--- EXERCISE ---
All of the data needs to come back exactly as written.

--- RECORD EXTRACTS ---
━━━━━━━━━━

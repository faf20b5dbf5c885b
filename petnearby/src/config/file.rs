//! INI file loading for [`DiscoveryConfig`].

use std::path::{Path, PathBuf};
use std::str::FromStr;
use std::time::Duration;

use ini::{Ini, Properties};
use thiserror::Error;
use tracing::{debug, info};

use super::DiscoveryConfig;

/// Environment variable that overrides `[places] api_key`.
pub const API_KEY_ENV_VAR: &str = "PETNEARBY_PLACES_API_KEY";

/// Errors raised while loading configuration.
#[derive(Debug, Error)]
pub enum ConfigError {
    /// The file exists but could not be read or parsed.
    #[error("Failed to read config file {path}: {reason}")]
    Read { path: PathBuf, reason: String },

    /// A value could not be parsed.
    #[error("Invalid value for [{section}] {key}: {value:?}")]
    InvalidValue {
        section: String,
        key: String,
        value: String,
    },
}

/// Default location of the config file (`<config dir>/petnearby/config.ini`).
pub fn default_config_path() -> Option<PathBuf> {
    dirs::config_dir().map(|dir| dir.join("petnearby").join("config.ini"))
}

impl DiscoveryConfig {
    /// Loads configuration from `path`, or the default path if `None`.
    ///
    /// A missing file yields defaults. The API key environment variable is
    /// applied last.
    pub fn load(path: Option<&Path>) -> Result<Self, ConfigError> {
        let path = path.map(Path::to_path_buf).or_else(default_config_path);

        let config = match path {
            Some(path) if path.exists() => {
                let ini = Ini::load_from_file(&path).map_err(|e| ConfigError::Read {
                    path: path.clone(),
                    reason: e.to_string(),
                })?;
                info!(path = %path.display(), "Loaded configuration");
                Self::from_ini(&ini)?
            }
            Some(path) => {
                debug!(path = %path.display(), "No config file, using defaults");
                Self::default()
            }
            None => Self::default(),
        };

        Ok(config.with_env_api_key(std::env::var(API_KEY_ENV_VAR).ok()))
    }

    /// Parses configuration from INI text.
    pub fn from_ini_str(text: &str) -> Result<Self, ConfigError> {
        let ini = Ini::load_from_str(text).map_err(|e| ConfigError::Read {
            path: PathBuf::from("<string>"),
            reason: e.to_string(),
        })?;
        Self::from_ini(&ini)
    }

    fn from_ini(ini: &Ini) -> Result<Self, ConfigError> {
        let mut config = Self::default();

        if let Some(places) = ini.section(Some("places")) {
            if let Some(key) = places.get("api_key").filter(|k| !k.trim().is_empty()) {
                config.places.api_key = Some(key.trim().to_string());
            }
            if let Some(endpoint) = places.get("endpoint") {
                config.places.endpoint = endpoint.trim().to_string();
            }
            if let Some(radius) = parse(places, "places", "radius_meters")? {
                config.places.radius_meters = radius;
            }
            if let Some(categories) = places.get("categories") {
                config.places.categories = categories
                    .split(',')
                    .map(str::trim)
                    .filter(|c| !c.is_empty())
                    .map(str::to_string)
                    .collect();
            }
            if let Some(secs) = parse(places, "places", "request_timeout_secs")? {
                config.places.request_timeout_secs = secs;
            }
        }

        if let Some(location) = ini.section(Some("location")) {
            if let Some(high_accuracy) = parse(location, "location", "high_accuracy")? {
                config.location.high_accuracy = high_accuracy;
            }
            if let Some(ms) = parse(location, "location", "timeout_ms")? {
                config.location.timeout = Duration::from_millis(ms);
            }
            if let Some(ms) = parse(location, "location", "max_cached_age_ms")? {
                config.location.max_cached_age = Duration::from_millis(ms);
            }
            if let Some(secs) = parse::<u64>(location, "location", "first_fix_timeout_secs")? {
                config.location.first_fix_timeout = (secs > 0).then(|| Duration::from_secs(secs));
            }
        }

        if let Some(map) = ini.section(Some("map")) {
            if let Some(ms) = parse(map, "map", "camera_animation_ms")? {
                config.map.camera_animation = Duration::from_millis(ms);
            }
        }

        Ok(config)
    }
}

fn parse<T: FromStr>(props: &Properties, section: &str, key: &str) -> Result<Option<T>, ConfigError> {
    match props.get(key) {
        None => Ok(None),
        Some(raw) => raw
            .trim()
            .parse()
            .map(Some)
            .map_err(|_| ConfigError::InvalidValue {
                section: section.to_string(),
                key: key.to_string(),
                value: raw.to_string(),
            }),
    }
}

━━━━━━━━━━

--- FINISHED TASK ---
repository faf20b5dbf5c885b
filename petnearby/src/config/file.rs
//! INI file loading for [`DiscoveryConfig`].

use std::path::{Path, PathBuf};
use std::str::FromStr;
use std::time::Duration;

use ini::{Ini, Properties};
use thiserror::Error;
use tracing::{debug, info};

use super::DiscoveryConfig;

/// Environment variable that overrides `[places] api_key`.
pub const API_KEY_ENV_VAR: &str = "PETNEARBY_PLACES_API_KEY";

/// Errors raised while loading configuration.
#[derive(Debug, Error)]
pub enum ConfigError {
    /// The file exists but could not be read or parsed.
    #[error("Failed to read config file {path}: {reason}")]
    Read { path: PathBuf, reason: String },

    /// A value could not be parsed.
    #[error("Invalid value for [{section}] {key}: {value:?}")]
    InvalidValue {
        section: String,
        key: String,
        value: String,
    },
}

/// Default location of the config file (`<config dir>/petnearby/config.ini`).
pub fn default_config_path() -> Option<PathBuf> {
    dirs::config_dir().map(|dir| dir.join("petnearby").join("config.ini"))
}

impl DiscoveryConfig {
    /// Loads configuration from `path`, or the default path if `None`.
    ///
    /// A missing file yields defaults. The API key environment variable is
    /// applied last.
    pub fn load(path: Option<&Path>) -> Result<Self, ConfigError> {
        let path = path.map(Path::to_path_buf).or_else(default_config_path);

        let config = match path {
            Some(path) if path.exists() => {
                let ini = Ini::load_from_file(&path).map_err(|e| ConfigError::Read {
                    path: path.clone(),
                    reason: e.to_string(),
                })?;
                info!(path = %path.display(), "Loaded configuration");
                Self::from_ini(&ini)?
            }
            Some(path) => {
                debug!(path = %path.display(), "No config file, using defaults");
                Self::default()
            }
            None => Self::default(),
        };

        Ok(config.with_env_api_key(std::env::var(API_KEY_ENV_VAR).ok()))
    }

    /// Parses configuration from INI text.
    pub fn from_ini_str(text: &str) -> Result<Self, ConfigError> {
        let ini = Ini::load_from_str(text).map_err(|e| ConfigError::Read {
            path: PathBuf::from("<string>"),
            reason: e.to_string(),
        })?;
        Self::from_ini(&ini)
    }

    fn from_ini(ini: &Ini) -> Result<Self, ConfigError> {
        let mut config = Self::default();

        if let Some(places) = ini.section(Some("places")) {
            if let Some(key) = places.get("api_key").filter(|k| !k.trim().is_empty()) {
                config.places.api_key = Some(key.trim().to_string());
            }
            if let Some(endpoint) = places.get("endpoint") {
                config.places.endpoint = endpoint.trim().to_string();
            }
            if let Some(radius) = parse(places, "places", "radius_meters")? {
                config.places.radius_meters = radius;
            }
            if let Some(categories) = places.get("categories") {
                config.places.categories = categories
                    .split(',')
                    .map(str::trim)
                    .filter(|c| !c.is_empty())
                    .map(str::to_string)
                    .collect();
            }
            if let Some(secs) = parse(places, "places", "request_timeout_secs")? {
                config.places.request_timeout_secs = secs;
            }
        }

        if let Some(location) = ini.section(Some("location")) {
            if let Some(high_accuracy) = parse(location, "location", "high_accuracy")? {
                config.location.high_accuracy = high_accuracy;
            }
            if let Some(ms) = parse(location, "location", "timeout_ms")? {
                config.location.timeout = Duration::from_millis(ms);
            }
            if let Some(ms) = parse(location, "location", "max_cached_age_ms")? {
                config.location.max_cached_age = Duration::from_millis(ms);
            }
            if let Some(secs) = parse::<u64>(location, "location", "first_fix_timeout_secs")? {
                config.location.first_fix_timeout = (secs > 0).then(|| Duration::from_secs(secs));
            }
        }

        if let Some(map) = ini.section(Some("map")) {
            if let Some(ms) = parse(map, "map", "camera_animation_ms")? {
                config.map.camera_animation = Duration::from_millis(ms);
            }
        }

        Ok(config)
    }
}

fn parse<T: FromStr>(props: &Properties, section: &str, key: &str) -> Result<Option<T>, ConfigError> {
    match props.get(key) {
        None => Ok(None),
        Some(raw) => raw
            .trim()
            .parse()
            .map(Some)
            .map_err(|_| ConfigError::InvalidValue {
                section: section.to_string(),
                key: key.to_string(),
                value: raw.to_string(),
            }),
    }
}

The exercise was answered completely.